County to rule on Dubois-area road Dec. 19; comment varies

Nov 28, 2017 By Daniel Bendtsen, Staff Writer

Fremont County Commissioners have agreed to decide Dec. 19 whether they will vacate Little Warm Springs Creek Road in Dubois as had been requested by 3 Spear Ranch.

Despite the road having been in the public domain, the ranch had blocked access to the road for the last decade, declaring it to be a "private drive."

Chris Stevens, who works for the ranch, said ranch owners believed the road had been private and had almost no public use.

Other Dubois residents, however, have argued otherwise, saying the road commonly was used to access a parcel of Bureau of Land Management acreage until the ranch blocked the road.

"The usage may have changed over the years, but the importance of public access has not changed," Margaret Wells wrote in a letter. "We have no way of knowing what the future may bring, but one thing we do know is that once it is lost, it is nearly impossible to get it back. Future planning should involve ATV/OTV use for trails or a trade that would benefit the Town of Dubois, as well as the Fremont County as a whole. ... In addition, this is an important ingress/egress for the Upper Little Warm Springs subdivision, in the event of a catastrophic event, such as the wildfire our area recently experienced."

Bunker Road example

Jeff Hansen, a landowner in Lander, urged commissioners not to "repeat the same mistakes" that he said the county made with the Bunker Road a few years ago.

In that dispute, when the county decided not to vacate a road outside Lander, it culminated in a lawsuit that went to the Wyoming Supreme Court.

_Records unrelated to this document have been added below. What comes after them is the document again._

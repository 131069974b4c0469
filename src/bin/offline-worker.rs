//! offline-worker - serve a static site through the offline cache worker.

#![warn(clippy::pedantic)]
#![warn(clippy::nursery)]

use std::env;
use std::path::PathBuf;
use std::sync::Arc;

use tokio_util::sync::CancellationToken;
use url::Url;

use offline_worker::{
    AppConfig, CacheBackend, DiskCacheStorage, MemoryCacheStorage, ReqwestFetcher, StorageBackend,
    WorkerHost,
};

fn print_usage() {
    eprintln!("Usage: offline-worker [OPTIONS]");
    eprintln!();
    eprintln!("Options:");
    eprintln!("  -c, --config <PATH>   Config file (default: {})", AppConfig::default_path().display());
    eprintln!("  --origin <URL>        Site origin to serve");
    eprintln!("  --cache-name <NAME>   Cache generation identifier");
    eprintln!("  --host <HOST>         Bind address (default: 127.0.0.1)");
    eprintln!("  --port <PORT>         Bind port (default: 9723)");
    eprintln!("  --cache-dir <PATH>    Directory for the on-disk cache");
    eprintln!("  --memory              Keep the cache in memory only");
    eprintln!("  -h, --help            Show this help");
    eprintln!();
    eprintln!("Set RUST_LOG=debug to log every strategy decision.");
}

fn fail(message: &str) -> ! {
    eprintln!("Error: {message}");
    std::process::exit(1);
}

fn value(args: &[String], i: usize, flag: &str) -> String {
    args.get(i)
        .cloned()
        .unwrap_or_else(|| fail(&format!("{flag} requires a value")))
}

/// Loads the config file, then applies command-line overrides.
fn parse_args() -> offline_worker::Result<AppConfig> {
    let args: Vec<String> = env::args().skip(1).collect();

    let mut config_path = AppConfig::default_path();
    let mut i = 0;
    while i < args.len() {
        match args[i].as_str() {
            "-h" | "--help" => {
                print_usage();
                std::process::exit(0);
            }
            "-c" | "--config" => {
                i += 1;
                config_path = PathBuf::from(value(&args, i, "--config"));
            }
            _ => {}
        }
        i += 1;
    }

    let mut config = AppConfig::load_or_default(&config_path)?;

    let mut i = 0;
    while i < args.len() {
        match args[i].as_str() {
            "-c" | "--config" => i += 1,
            "--origin" => {
                i += 1;
                config.worker.origin = Url::parse(&value(&args, i, "--origin"))?;
            }
            "--cache-name" => {
                i += 1;
                config.worker.cache_name = value(&args, i, "--cache-name");
            }
            "--host" => {
                i += 1;
                config.server.host = value(&args, i, "--host");
            }
            "--port" => {
                i += 1;
                config.server.port = value(&args, i, "--port")
                    .parse()
                    .unwrap_or_else(|_| fail("--port must be a number between 0 and 65535"));
            }
            "--cache-dir" => {
                i += 1;
                config.storage.dir = PathBuf::from(value(&args, i, "--cache-dir"));
                config.storage.backend = StorageBackend::Disk;
            }
            "--memory" => config.storage.backend = StorageBackend::Memory,
            other => {
                print_usage();
                fail(&format!("unknown argument: {other}"));
            }
        }
        i += 1;
    }

    config.worker.validate()?;
    Ok(config)
}

#[tokio::main]
async fn main() -> offline_worker::Result<()> {
    env_logger::Builder::from_env(env_logger::Env::default().default_filter_or("info")).init();

    let config = parse_args()?;

    let caches = match config.storage.backend {
        StorageBackend::Memory => {
            log::info!("Using in-memory cache");
            CacheBackend::Memory(MemoryCacheStorage::new())
        }
        StorageBackend::Disk => {
            log::info!("Using on-disk cache at {}", config.storage.dir.display());
            CacheBackend::Disk(DiskCacheStorage::new(&config.storage.dir))
        }
    };
    let network = ReqwestFetcher::new(config.worker.origin.clone());
    let host = Arc::new(WorkerHost::new(Arc::new(caches), Arc::new(network)));

    let origin = config.worker.origin.clone();
    if let Err(e) = host.register(config.worker.clone()).await {
        log::error!("Worker not installed: {e}");
        if let Err(e) = host.resume(config.worker).await {
            log::warn!("Nothing cached to serve, passing requests through: {e}");
        }
    }

    let shutdown = CancellationToken::new();
    let signal = shutdown.clone();
    tokio::spawn(async move {
        if tokio::signal::ctrl_c().await.is_ok() {
            log::info!("Received SIGINT");
        }
        signal.cancel();
    });

    offline_worker::server::run_server(
        host,
        origin,
        &config.server.host,
        config.server.port,
        shutdown,
    )
    .await
}
//! Per-instance signals a worker raises towards its host.

use std::sync::atomic::{AtomicBool, Ordering};

use url::Url;
use uuid::Uuid;

/// The global scope of one worker instance.
///
/// A worker cannot change its own lifecycle state. It can only ask the host
/// to skip the waiting phase or to take control of open clients; the host
/// reads these requests after each event it dispatches.
#[derive(Debug)]
pub struct WorkerScope {
    id: Uuid,
    origin: Url,
    skip_waiting: AtomicBool,
    claim: AtomicBool,
}

impl WorkerScope {
    /// Creates the scope for a fresh worker instance serving `origin`.
    #[must_use]
    pub fn new(origin: Url) -> Self {
        Self {
            id: Uuid::new_v4(),
            origin,
            skip_waiting: AtomicBool::new(false),
            claim: AtomicBool::new(false),
        }
    }

    #[must_use]
    pub const fn id(&self) -> Uuid {
        self.id
    }

    #[must_use]
    pub const fn origin(&self) -> &Url {
        &self.origin
    }

    /// Asks the host to activate this worker without waiting for the current
    /// one's clients to close.
    pub fn skip_waiting(&self) {
        log::debug!("Worker {} requested skip-waiting", self.id);
        self.skip_waiting.store(true, Ordering::Release);
    }

    /// Returns true once [`skip_waiting`](Self::skip_waiting) was called.
    #[must_use]
    pub fn skip_waiting_requested(&self) -> bool {
        self.skip_waiting.load(Ordering::Acquire)
    }

    /// Asks the host to make this worker the controller of every open client.
    pub fn claim_clients(&self) {
        log::debug!("Worker {} requested clients claim", self.id);
        self.claim.store(true, Ordering::Release);
    }

    /// Consumes a pending claim request.
    pub(crate) fn take_claim(&self) -> bool {
        self.claim.swap(false, Ordering::AcqRel)
    }
}
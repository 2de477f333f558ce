//! Blog series generator.
//!
//! Planning asks the model for a roadmap, which is saved as markdown; writing
//! then produces one post per roadmap entry, strictly in order. A saved
//! roadmap can be loaded to skip planning.

mod manager;
mod models;
mod prompts;
mod stages;

pub use manager::BlogManager;
pub use models::{BlogPost, BlogRequest, BlogRun};
pub use stages::{PlanRoadmapStage, WritePostsStage};

/// Series topic.
pub const STATE_TOPIC: &str = "topic";
/// Series goal.
pub const STATE_GOAL: &str = "goal";
/// The roadmap, as JSON.
pub const STATE_ROADMAP: &str = "roadmap";
/// Written posts, as a JSON array.
pub const STATE_POSTS: &str = "posts";

/// Topic used when none is given.
pub const DEFAULT_TOPIC: &str = "Python Design Patterns for Machine Learning";

/// Goal used when none is given.
pub const DEFAULT_GOAL: &str = "Create a comprehensive series of technical blog posts giving an \
overview, with examples, of the most common design patterns used in machine learning. Each post \
should explain a specific pattern with real-world examples, code snippets, and diagrams. The \
content should be suitable for intermediate Python ML Engineers looking to improve their skills.";

/// Log file written by the generator, relative to the output directory.
pub const LOG_FILENAME: &str = "blog_generation.log";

That litigation, he said, was "extremely contentious and very expensive," and the county needs to understand what the public's interest is in keeping Little Warm Springs Creek Road.

"Do the right thing. Don't do what's politically expedient," Hansen said.

Public or private?

Dubois resident Joan Timchak suggested that increased public access would reduce property values while impacting mule deer migration.

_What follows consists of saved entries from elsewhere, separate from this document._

//! Planning and writing stages.

use super::prompts::{planning_prompt, writing_prompt, PLANNER_INSTRUCTION, WRITER_INSTRUCTION};
use super::{BlogPost, STATE_GOAL, STATE_ROADMAP, STATE_TOPIC};
use crate::context::StageContext;
use crate::core::StageOutput;
use crate::providers::{extract_json_reply, CompletionRequest, LlmProvider};
use crate::roadmap::{post_filename, save_roadmap, Roadmap, RoadmapEntry};
use crate::stages::Stage;
use crate::tools::{save_to_file, OutputDir};
use crate::websearch::{research_topic, WebSearch};
use async_trait::async_trait;
use std::fmt;
use std::sync::Arc;
use tracing::{error, info, warn};

async fn research(
    search: Option<&Arc<dyn WebSearch>>,
    query: &str,
    max_results: usize,
) -> Option<String> {
    let search = search?;
    match research_topic(search.as_ref(), query, max_results).await {
        Ok(digest) if !digest.is_empty() => Some(digest),
        Ok(_) => None,
        Err(e) => {
            warn!(query = %query, error = %e, "Research failed, continuing without it");
            None
        }
    }
}

/// Asks the model for a roadmap and saves it as markdown.
pub struct PlanRoadmapStage {
    provider: Arc<dyn LlmProvider>,
    search: Option<Arc<dyn WebSearch>>,
    max_results: usize,
    output: OutputDir,
}

impl PlanRoadmapStage {
    /// Creates the stage.
    #[must_use]
    pub fn new(
        provider: Arc<dyn LlmProvider>,
        search: Option<Arc<dyn WebSearch>>,
        max_results: usize,
        output: OutputDir,
    ) -> Self {
        Self {
            provider,
            search,
            max_results,
            output,
        }
    }
}

impl fmt::Debug for PlanRoadmapStage {
    fn fmt(&self, f: &mut fmt::Formatter<'_>) -> fmt::Result {
        f.debug_struct("PlanRoadmapStage")
            .field("provider", &self.provider.name())
            .field("output", &self.output)
            .finish_non_exhaustive()
    }
}

#[async_trait]
impl Stage for PlanRoadmapStage {
    fn name(&self) -> &str {
        "PlanRoadmap"
    }

    async fn execute(&self, ctx: &StageContext<'_>) -> StageOutput {
        let topic = ctx.input_text(STATE_TOPIC).unwrap_or_default();
        let goal = ctx.input_text(STATE_GOAL).unwrap_or_default();
        info!(topic = %topic, "Generating new roadmap");

        let notes = research(self.search.as_ref(), &topic, self.max_results).await;
        let request = CompletionRequest::new(planning_prompt(&topic, &goal, notes.as_deref()))
            .with_system(PLANNER_INSTRUCTION);

        let reply = match self.provider.complete(request).await {
            Ok(reply) => reply,
            Err(e) => return StageOutput::fail(format!("roadmap planning failed: {e}")),
        };

        let entries = extract_json_reply(&reply.content)
            .as_json()
            .and_then(|json| json.get("posts"))
            .and_then(|posts| serde_json::from_value::<Vec<RoadmapEntry>>(posts.clone()).ok());

        let Some(entries) = entries else {
            error!("Planning reply did not contain a valid roadmap");
            return StageOutput::fail("planning reply did not contain a posts list");
        };

        let roadmap = Roadmap {
            topic,
            goal,
            entries,
        };

        if let Err(e) = save_roadmap(&self.output, &roadmap) {
            error!(error = %e, "Failed to save roadmap");
        }

        match serde_json::to_value(&roadmap) {
            Ok(value) => StageOutput::ok(value).add_metadata("posts", serde_json::json!(roadmap.len())),
            Err(e) => StageOutput::fail(e.to_string()),
        }
    }
}

/// Writes one post per roadmap entry, in order.
pub struct WritePostsStage {
    provider: Arc<dyn LlmProvider>,
    search: Option<Arc<dyn WebSearch>>,
    max_results: usize,
    output: OutputDir,
}

impl WritePostsStage {
    /// Creates the stage.
    #[must_use]
    pub fn new(
        provider: Arc<dyn LlmProvider>,
        search: Option<Arc<dyn WebSearch>>,
        max_results: usize,
        output: OutputDir,
    ) -> Self {
        Self {
            provider,
            search,
            max_results,
            output,
        }
    }

    async fn write_post(&self, roadmap: &Roadmap, index: usize, entry: &RoadmapEntry) -> BlogPost {
        info!(
            "Writing blog post {}/{}: {}",
            index + 1,
            roadmap.len(),
            entry.title
        );

        let query = format!("{} {}", roadmap.topic, entry.title);
        let notes = research(self.search.as_ref(), query.trim(), self.max_results).await;
        let request = CompletionRequest::new(writing_prompt(roadmap, entry, index, notes.as_deref()))
            .with_system(WRITER_INSTRUCTION);

        let reply = match self.provider.complete(request).await {
            Ok(reply) => reply,
            Err(e) => {
                error!(post = index + 1, title = %entry.title, error = %e, "Failed to write post");
                return degraded_post(entry, "");
            }
        };

        let parsed = extract_json_reply(&reply.content);
        let post = match parsed.str_field("content") {
            Some(content) => BlogPost {
                title: parsed
                    .str_field("title")
                    .filter(|t| !t.trim().is_empty())
                    .unwrap_or(&entry.title)
                    .to_string(),
                content: content.to_string(),
                degraded: false,
            },
            None => degraded_post(entry, &reply.content),
        };

        if post.degraded {
            warn!(post = index + 1, "Reply was not the requested JSON, using raw text");
        }

        save_to_file(&self.output, &post_filename(index, &entry.title), &post.content);
        post
    }
}

fn degraded_post(entry: &RoadmapEntry, text: &str) -> BlogPost {
    BlogPost {
        title: entry.title.clone(),
        content: text.trim().to_string(),
        degraded: true,
    }
}

impl fmt::Debug for WritePostsStage {
    fn fmt(&self, f: &mut fmt::Formatter<'_>) -> fmt::Result {
        f.debug_struct("WritePostsStage")
            .field("provider", &self.provider.name())
            .field("output", &self.output)
            .finish_non_exhaustive()
    }
}

#[async_trait]
impl Stage for WritePostsStage {
    fn name(&self) -> &str {
        "WritePosts"
    }

    async fn execute(&self, ctx: &StageContext<'_>) -> StageOutput {
        let Some(roadmap) = ctx.input_as::<Roadmap>(STATE_ROADMAP).filter(|r| !r.is_empty()) else {
            error!("No blog roadmap available, nothing to write");
            return StageOutput::ok(serde_json::json!([])).add_metadata("written", serde_json::json!(0));
        };

        let mut posts = Vec::with_capacity(roadmap.len());
        for (index, entry) in roadmap.entries.iter().enumerate() {
            posts.push(self.write_post(&roadmap, index, entry).await);
        }

        let degraded = posts.iter().filter(|p| p.degraded).count();
        info!(written = posts.len(), degraded, "Completed writing blog posts");

        match serde_json::to_value(&posts) {
            Ok(value) => StageOutput::ok(value).add_metadata("written", serde_json::json!(posts.len())),
            Err(e) => StageOutput::fail(e.to_string()),
        }
    }
}

#[cfg(test)]
mod tests {
    use super::*;
    use crate::errors::ProviderError;
    use crate::providers::MockLlmProvider;
    use crate::roadmap::{load_roadmap, ROADMAP_FILENAME};
    use crate::testing::StageHarness;
    use pretty_assertions::assert_eq;

    const PLAN_REPLY: &str = r#"Sure! Here is the plan:
{"topic": "LLMs", "goal": "Explain", "posts": [
  {"title": "Intro", "description": "Basics."},
  {"title": "Deep Dive", "description": "Details."}
]}
Let me know if you need changes."#;

    fn two_post_roadmap() -> Roadmap {
        Roadmap::new("LLMs", "Explain transformers")
            .with_entry("Intro", "Basics.")
            .with_entry("Deep Dive", "Details.")
    }

    #[tokio::test]
    async fn test_plan_stage_parses_and_saves() {
        let tmp = tempfile::tempdir().unwrap();
        let output = OutputDir::new(tmp.path());
        let stage = PlanRoadmapStage::new(
            Arc::new(MockLlmProvider::new([PLAN_REPLY])),
            None,
            5,
            output.clone(),
        );
        let harness = StageHarness::new()
            .with_field(STATE_TOPIC, "LLMs")
            .with_field(STATE_GOAL, "Explain transformers");

        let out = harness.run(&stage, &[STATE_TOPIC, STATE_GOAL]).await;

        let roadmap: Roadmap = serde_json::from_value(out.value.unwrap()).unwrap();
        assert_eq!(roadmap, two_post_roadmap());
        assert_eq!(load_roadmap(tmp.path().join(ROADMAP_FILENAME)).unwrap(), roadmap);
    }

    #[tokio::test]
    async fn test_plan_stage_without_posts_fails() {
        let tmp = tempfile::tempdir().unwrap();
        let stage = PlanRoadmapStage::new(
            Arc::new(MockLlmProvider::new(["I cannot help with that."])),
            None,
            5,
            OutputDir::new(tmp.path()),
        );

        let out = StageHarness::new().run(&stage, &[]).await;

        assert!(out.is_failure());
        assert!(!tmp.path().join(ROADMAP_FILENAME).exists());
    }

    #[tokio::test]
    async fn test_write_stage_is_sequential_and_tags_degraded() {
        let tmp = tempfile::tempdir().unwrap();
        let provider = Arc::new(MockLlmProvider::new([
            r##"{"title": "Intro", "content": "# Intro\nHello"}"##,
            "Plain markdown for the deep dive.",
        ]));
        let stage = WritePostsStage::new(provider.clone(), None, 5, OutputDir::new(tmp.path()));
        let harness = StageHarness::new()
            .with_field(STATE_ROADMAP, serde_json::to_value(two_post_roadmap()).unwrap());

        let out = harness.run(&stage, &[STATE_ROADMAP]).await;
        let posts: Vec<BlogPost> = serde_json::from_value(out.value.unwrap()).unwrap();

        assert_eq!(
            posts,
            vec![
                BlogPost {
                    title: "Intro".to_string(),
                    content: "# Intro\nHello".to_string(),
                    degraded: false,
                },
                BlogPost {
                    title: "Deep Dive".to_string(),
                    content: "Plain markdown for the deep dive.".to_string(),
                    degraded: true,
                },
            ]
        );

        let prompts = provider.prompts();
        assert!(prompts[0].contains("Post number: 1 of 2"));
        assert!(prompts[1].contains("Post number: 2 of 2"));
        assert_eq!(
            std::fs::read_to_string(tmp.path().join("Blog_Post_2_Deep_Dive.md")).unwrap(),
            "Plain markdown for the deep dive."
        );
    }

    #[tokio::test]
    async fn test_write_stage_keeps_placeholder_for_failed_post() {
        let tmp = tempfile::tempdir().unwrap();
        let provider = Arc::new(MockLlmProvider::default());
        provider.push_error(ProviderError::RequestFailed("reset".to_string()));
        provider.push_reply(r#"{"title": "Deep Dive", "content": "Body"}"#);
        let stage = WritePostsStage::new(provider, None, 5, OutputDir::new(tmp.path()));
        let harness = StageHarness::new()
            .with_field(STATE_ROADMAP, serde_json::to_value(two_post_roadmap()).unwrap());

        let out = harness.run(&stage, &[STATE_ROADMAP]).await;
        let posts: Vec<BlogPost> = serde_json::from_value(out.value.unwrap()).unwrap();

        assert_eq!(
            posts,
            vec![
                BlogPost {
                    title: "Intro".to_string(),
                    content: String::new(),
                    degraded: true,
                },
                BlogPost {
                    title: "Deep Dive".to_string(),
                    content: "Body".to_string(),
                    degraded: false,
                },
            ]
        );
        assert!(!tmp.path().join("Blog_Post_1_Intro.md").exists());
        assert!(tmp.path().join("Blog_Post_2_Deep_Dive.md").exists());
    }

    #[tokio::test]
    async fn test_write_stage_without_roadmap_writes_nothing() {
        let provider = Arc::new(MockLlmProvider::default());
        let stage = WritePostsStage::new(provider.clone(), None, 5, OutputDir::new("unused"));

        let out = StageHarness::new().run(&stage, &[STATE_ROADMAP]).await;

        assert_eq!(out.value, Some(serde_json::json!([])));
        assert_eq!(provider.call_count(), 0);
    }
}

Over the past few weeks, however, most Dubois residents sumbitting comments to the county board have said road ought to remain public.

Ted Knowles, a retired forest ranger, said maintaining access is increasingly important as governmental agencies continue to trend toward increasing road closures.

Nick Dobric, who sits on the county's public lands committee, said that if the road was vacated, the ranch should "provide something in the public interest in exchange."

"This could be access to public land through a different area of their ranch or another creative option that would benefit the public," he said.

Planner's opinion

Bill Miller, an attorney representing 3 Spear Ranch, said that if the road's current status were different, it's unlikely the county would ever consider a request to establish the road as a county road.

"I don't think I would receive a very favorable response because of the condition of the road," Miller said. "It doesn't give the public a better access than what they already have."

County commissioners so far have shown reluctance to vacate the road, and county planner Steve Baumann has told the county board he believes the road should remain public.

Commission chairman Travis Becker suggested that limited travel on the road occurred only because "the public had to find another route because their legal access was denied."